* _EXERCISE GOAL_
Lines that include the word "init" should be copied from the listing that follows.

══ GIVEN INFORMATION ══

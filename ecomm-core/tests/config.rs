use std::fs;

use ecomm_core::config::{ConfigError, ConfigProperties, ConfigValue, EcommConfig};
use serial_test::serial;

#[test]
fn test_empty_config() {
    let config = EcommConfig::empty();
    assert!(matches!(
        config.get::<String>("nonexistent"),
        Err(ConfigError::NotFound(_))
    ));
}

#[test]
fn test_set_and_get() {
    let mut config = EcommConfig::empty();
    config.set("database.url", "sqlite::memory:");
    config.set("server.port", 9000i64);
    assert_eq!(config.get::<String>("database.url").unwrap(), "sqlite::memory:");
    assert_eq!(config.get::<u16>("server.port").unwrap(), 9000);
}

#[test]
fn test_get_or_only_defaults_missing_keys() {
    let mut config = EcommConfig::empty();
    assert_eq!(config.get_or("server.port", 8080u16).unwrap(), 8080);

    config.set("server.port", "not-a-port");
    let err = config.get_or("server.port", 8080u16).unwrap_err();
    assert!(matches!(err, ConfigError::TypeMismatch { expected: "i64", .. }));
}

#[test]
fn test_type_conversions() {
    let mut config = EcommConfig::empty();
    config.set("int_val", ConfigValue::Integer(42));
    config.set("bool_str", "yes");
    config.set("null_val", ConfigValue::Null);
    config.set("negative", -1i64);

    assert_eq!(config.get::<i64>("int_val").unwrap(), 42);
    assert_eq!(config.get::<String>("int_val").unwrap(), "42");
    assert!(config.get::<bool>("bool_str").unwrap());
    assert!(config.get::<Option<String>>("null_val").unwrap().is_none());
    assert!(config.get::<u32>("negative").is_err());
}

#[test]
fn test_flatten_yaml() {
    let yaml = r#"
server:
  host: "0.0.0.0"
  port: 8081
  request-timeout-ms: 2500
database:
  url: "sqlite::memory:"
  init-schema: true
"#;
    let config = EcommConfig::from_yaml_str(yaml, "test").unwrap();

    assert_eq!(config.get::<String>("server.host").unwrap(), "0.0.0.0");
    assert_eq!(config.get::<u16>("server.port").unwrap(), 8081);
    assert_eq!(config.get::<u64>("server.request-timeout-ms").unwrap(), 2500);
    assert!(config.get::<bool>("database.init-schema").unwrap());
}

#[test]
fn test_invalid_yaml_is_a_load_error() {
    let err = EcommConfig::from_yaml_str("server: [unclosed", "test").unwrap_err();
    assert!(matches!(err, ConfigError::Load(_)));
}

// ── Typed sections ──────────────────────────────────────────────────────

struct PoolSection {
    url: String,
    max_connections: u32,
}

impl ConfigProperties for PoolSection {
    fn prefix() -> &'static str {
        "database"
    }

    fn from_config(config: &EcommConfig) -> Result<Self, ConfigError> {
        Ok(Self {
            url: config.get(&Self::key("url"))?,
            max_connections: config.get_or(&Self::key("max-connections"), 5)?,
        })
    }
}

#[test]
fn test_typed_section() {
    let config = EcommConfig::from_yaml_str("database:\n  url: mysql://db/shop\n", "test").unwrap();
    let section: PoolSection = config.section().unwrap();
    assert_eq!(section.url, "mysql://db/shop");
    assert_eq!(section.max_connections, 5);

    let missing = EcommConfig::empty().section::<PoolSection>();
    assert!(matches!(missing, Err(ConfigError::NotFound(key)) if key == "database.url"));
}

// ── Files, profiles and environment ─────────────────────────────────────

#[test]
#[serial]
fn test_profile_file_overrides_base() {
    let dir = tempfile::tempdir().unwrap();
    fs::write(
        dir.path().join("application.yaml"),
        "server:\n  port: 8080\n  host: 127.0.0.1\n",
    )
    .unwrap();
    fs::write(dir.path().join("application-prod.yaml"), "server:\n  port: 80\n").unwrap();

    std::env::remove_var("ECOMM_PROFILE");
    let config = EcommConfig::load_from(dir.path(), "prod").unwrap();
    assert_eq!(config.profile(), "prod");
    assert_eq!(config.get::<u16>("server.port").unwrap(), 80);
    assert_eq!(config.get::<String>("server.host").unwrap(), "127.0.0.1");
}

#[test]
#[serial]
fn test_profile_env_var_wins_over_argument() {
    let dir = tempfile::tempdir().unwrap();
    fs::write(dir.path().join("application-staging.yaml"), "server:\n  port: 81\n").unwrap();

    std::env::set_var("ECOMM_PROFILE", "staging");
    let config = EcommConfig::load_from(dir.path(), "dev");
    std::env::remove_var("ECOMM_PROFILE");

    let config = config.unwrap();
    assert_eq!(config.profile(), "staging");
    assert_eq!(config.get::<u16>("server.port").unwrap(), 81);
}

#[test]
#[serial]
fn test_env_var_overrides_hyphenated_key() {
    let dir = tempfile::tempdir().unwrap();
    fs::write(
        dir.path().join("application.yaml"),
        "server:\n  request-timeout-ms: 5000\n",
    )
    .unwrap();

    std::env::set_var("SERVER_REQUEST_TIMEOUT_MS", "750");
    let config = EcommConfig::load_from(dir.path(), "dev");
    std::env::remove_var("SERVER_REQUEST_TIMEOUT_MS");

    assert_eq!(
        config.unwrap().get::<u64>("server.request-timeout-ms").unwrap(),
        750
    );
}

#[test]
#[serial]
fn test_dotenv_file_does_not_override_process_env() {
    let dir = tempfile::tempdir().unwrap();
    fs::write(
        dir.path().join(".env"),
        "ECOMM_TEST_DOTENV_A=from-file\nECOMM_TEST_DOTENV_B=from-file\n",
    )
    .unwrap();

    std::env::set_var("ECOMM_TEST_DOTENV_A", "from-env");
    let config = EcommConfig::load_from(dir.path(), "dev").unwrap();
    std::env::remove_var("ECOMM_TEST_DOTENV_A");
    std::env::remove_var("ECOMM_TEST_DOTENV_B");

    assert_eq!(config.get::<String>("ecomm.test.dotenv.a").unwrap(), "from-env");
    assert_eq!(config.get::<String>("ecomm.test.dotenv.b").unwrap(), "from-file");
}
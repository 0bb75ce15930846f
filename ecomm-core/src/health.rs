//! Liveness endpoint.
//!
//! | Path          | Description              |
//! |---------------|--------------------------|
//! | `GET /health` | Always `200 OK` with `OK` |

use axum::routing::get;
use axum::Router;

pub async fn health() -> &'static str {
    "OK"
}

/// A router exposing `GET /health`, ready to be merged into the application router.
pub fn health_routes<S>() -> Router<S>
where
    S: Clone + Send + Sync + 'static,
{
    Router::new().route("/health", get(health))
}
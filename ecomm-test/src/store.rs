use ecomm_data_sqlx::{ensure_schema, Db, SqlxStore};
use sqlx::pool::PoolOptions;

/// A [`SqlxStore`] over a fresh private in-memory SQLite database with the schema applied.
///
/// The pool holds a single connection that is never recycled, because every
/// `:memory:` connection is a separate database. The pool is typed by the
/// selected backend, so this only connects when that backend is SQLite.
pub async fn memory_store() -> SqlxStore {
    let pool = PoolOptions::<Db>::new()
        .max_connections(1)
        .idle_timeout(None)
        .max_lifetime(None)
        .connect("sqlite::memory:")
        .await
        .expect("failed to open in-memory SQLite database");
    ensure_schema(&pool).await.expect("failed to apply schema");
    SqlxStore::new(pool)
}

/// Run a raw statement on the store's pool, e.g. to install a failure-injecting trigger.
pub async fn execute(store: &SqlxStore, sql: &str) {
    sqlx::query(sql)
        .execute(store.pool())
        .await
        .unwrap_or_else(|e| panic!("statement failed: {e}\n{sql}"));
}

/// Row count of `table`.
pub async fn count_rows(store: &SqlxStore, table: &str) -> i64 {
    sqlx::query_scalar(&format!("SELECT COUNT(*) FROM {table}"))
        .fetch_one(store.pool())
        .await
        .unwrap_or_else(|e| panic!("counting {table} failed: {e}"))
}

═══

* _ANSWER_
  init-schema: true
    assert!(config.get::<bool>("database.init-schema").unwrap());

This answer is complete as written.